• Source material
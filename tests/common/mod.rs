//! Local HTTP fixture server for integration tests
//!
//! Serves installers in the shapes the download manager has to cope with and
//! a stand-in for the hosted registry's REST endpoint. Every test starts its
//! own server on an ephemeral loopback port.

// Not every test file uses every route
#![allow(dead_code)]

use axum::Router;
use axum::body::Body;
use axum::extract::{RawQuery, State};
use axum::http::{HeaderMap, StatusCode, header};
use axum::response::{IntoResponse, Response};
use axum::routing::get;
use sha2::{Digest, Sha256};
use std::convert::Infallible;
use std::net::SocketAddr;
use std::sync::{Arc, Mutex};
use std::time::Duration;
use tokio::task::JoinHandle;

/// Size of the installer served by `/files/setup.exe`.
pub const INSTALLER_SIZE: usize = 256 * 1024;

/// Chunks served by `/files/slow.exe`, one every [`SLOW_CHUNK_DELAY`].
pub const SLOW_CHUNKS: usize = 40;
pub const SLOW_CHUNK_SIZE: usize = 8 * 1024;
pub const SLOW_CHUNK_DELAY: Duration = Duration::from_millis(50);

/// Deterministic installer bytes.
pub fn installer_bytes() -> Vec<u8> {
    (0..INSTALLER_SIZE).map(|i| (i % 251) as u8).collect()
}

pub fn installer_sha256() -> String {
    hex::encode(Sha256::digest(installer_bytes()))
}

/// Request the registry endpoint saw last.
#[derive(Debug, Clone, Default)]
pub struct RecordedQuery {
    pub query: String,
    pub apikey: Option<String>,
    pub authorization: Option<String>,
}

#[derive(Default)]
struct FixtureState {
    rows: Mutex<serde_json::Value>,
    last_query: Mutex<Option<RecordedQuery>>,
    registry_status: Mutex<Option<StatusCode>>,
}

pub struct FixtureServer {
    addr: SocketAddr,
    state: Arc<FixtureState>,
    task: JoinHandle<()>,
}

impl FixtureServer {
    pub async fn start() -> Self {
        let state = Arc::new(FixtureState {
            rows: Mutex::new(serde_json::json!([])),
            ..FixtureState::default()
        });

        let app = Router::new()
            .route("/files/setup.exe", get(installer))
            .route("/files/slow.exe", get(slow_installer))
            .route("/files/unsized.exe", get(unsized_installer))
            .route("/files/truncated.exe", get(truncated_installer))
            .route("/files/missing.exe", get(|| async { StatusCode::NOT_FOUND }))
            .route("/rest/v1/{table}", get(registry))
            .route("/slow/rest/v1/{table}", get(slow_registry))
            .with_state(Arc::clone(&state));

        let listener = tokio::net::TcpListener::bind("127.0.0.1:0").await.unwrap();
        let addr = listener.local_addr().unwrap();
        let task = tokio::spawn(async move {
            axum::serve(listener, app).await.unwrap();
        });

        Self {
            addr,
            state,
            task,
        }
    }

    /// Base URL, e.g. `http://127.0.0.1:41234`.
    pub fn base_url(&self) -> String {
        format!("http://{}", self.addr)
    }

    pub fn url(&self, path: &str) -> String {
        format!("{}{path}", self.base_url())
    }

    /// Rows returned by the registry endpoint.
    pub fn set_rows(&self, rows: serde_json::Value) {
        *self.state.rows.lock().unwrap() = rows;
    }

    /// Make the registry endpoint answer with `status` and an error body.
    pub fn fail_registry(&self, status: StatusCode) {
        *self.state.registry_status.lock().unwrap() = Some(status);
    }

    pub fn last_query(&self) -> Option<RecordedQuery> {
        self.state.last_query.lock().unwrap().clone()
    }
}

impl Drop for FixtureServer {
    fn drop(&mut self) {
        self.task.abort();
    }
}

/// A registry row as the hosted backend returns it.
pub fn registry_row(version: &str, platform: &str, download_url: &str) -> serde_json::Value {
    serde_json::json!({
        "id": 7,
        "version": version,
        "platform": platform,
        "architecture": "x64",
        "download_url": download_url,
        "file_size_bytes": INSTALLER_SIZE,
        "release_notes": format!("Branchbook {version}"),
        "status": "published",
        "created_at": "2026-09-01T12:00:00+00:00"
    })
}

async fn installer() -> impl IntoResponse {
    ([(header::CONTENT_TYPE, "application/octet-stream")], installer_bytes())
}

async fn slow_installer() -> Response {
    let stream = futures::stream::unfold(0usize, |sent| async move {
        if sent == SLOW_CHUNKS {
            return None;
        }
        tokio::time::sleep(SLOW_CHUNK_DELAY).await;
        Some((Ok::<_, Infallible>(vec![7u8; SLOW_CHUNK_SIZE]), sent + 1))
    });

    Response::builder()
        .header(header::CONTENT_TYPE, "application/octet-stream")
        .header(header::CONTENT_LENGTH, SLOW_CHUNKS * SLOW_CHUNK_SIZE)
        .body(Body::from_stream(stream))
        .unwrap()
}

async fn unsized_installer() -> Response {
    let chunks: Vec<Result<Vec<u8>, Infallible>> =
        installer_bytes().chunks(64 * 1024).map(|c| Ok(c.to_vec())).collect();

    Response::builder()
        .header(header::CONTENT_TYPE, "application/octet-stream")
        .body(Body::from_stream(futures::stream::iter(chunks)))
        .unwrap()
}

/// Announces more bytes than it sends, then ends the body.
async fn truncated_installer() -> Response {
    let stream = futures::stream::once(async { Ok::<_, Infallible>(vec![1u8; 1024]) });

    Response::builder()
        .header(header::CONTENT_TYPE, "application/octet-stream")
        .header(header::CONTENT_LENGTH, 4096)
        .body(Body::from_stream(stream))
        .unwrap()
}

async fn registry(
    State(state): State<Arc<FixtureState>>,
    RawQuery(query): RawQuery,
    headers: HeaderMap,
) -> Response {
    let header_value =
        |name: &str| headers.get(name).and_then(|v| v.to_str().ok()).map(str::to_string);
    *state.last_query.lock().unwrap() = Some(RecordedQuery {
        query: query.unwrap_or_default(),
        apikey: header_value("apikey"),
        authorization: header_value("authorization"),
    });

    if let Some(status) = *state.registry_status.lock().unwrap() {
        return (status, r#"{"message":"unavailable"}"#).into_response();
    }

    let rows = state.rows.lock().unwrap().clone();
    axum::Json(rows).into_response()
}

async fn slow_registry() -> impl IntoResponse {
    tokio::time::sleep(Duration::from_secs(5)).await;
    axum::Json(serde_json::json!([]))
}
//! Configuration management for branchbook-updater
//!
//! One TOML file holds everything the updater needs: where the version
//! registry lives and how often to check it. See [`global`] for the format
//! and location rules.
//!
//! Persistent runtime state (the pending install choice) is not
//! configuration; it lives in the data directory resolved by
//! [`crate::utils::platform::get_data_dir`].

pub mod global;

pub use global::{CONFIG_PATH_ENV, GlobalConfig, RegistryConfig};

• Exercise prompt
Copy every line from the data that includes the string "files".

• Answer to this exercise
/// Size of the installer served by `/files/setup.exe`.
/// Chunks served by `/files/slow.exe`, one every [`SLOW_CHUNK_DELAY`].
            .route("/files/setup.exe", get(installer))
            .route("/files/slow.exe", get(slow_installer))
            .route("/files/unsized.exe", get(unsized_installer))
            .route("/files/truncated.exe", get(truncated_installer))
            .route("/files/missing.exe", get(|| async { StatusCode::NOT_FOUND }))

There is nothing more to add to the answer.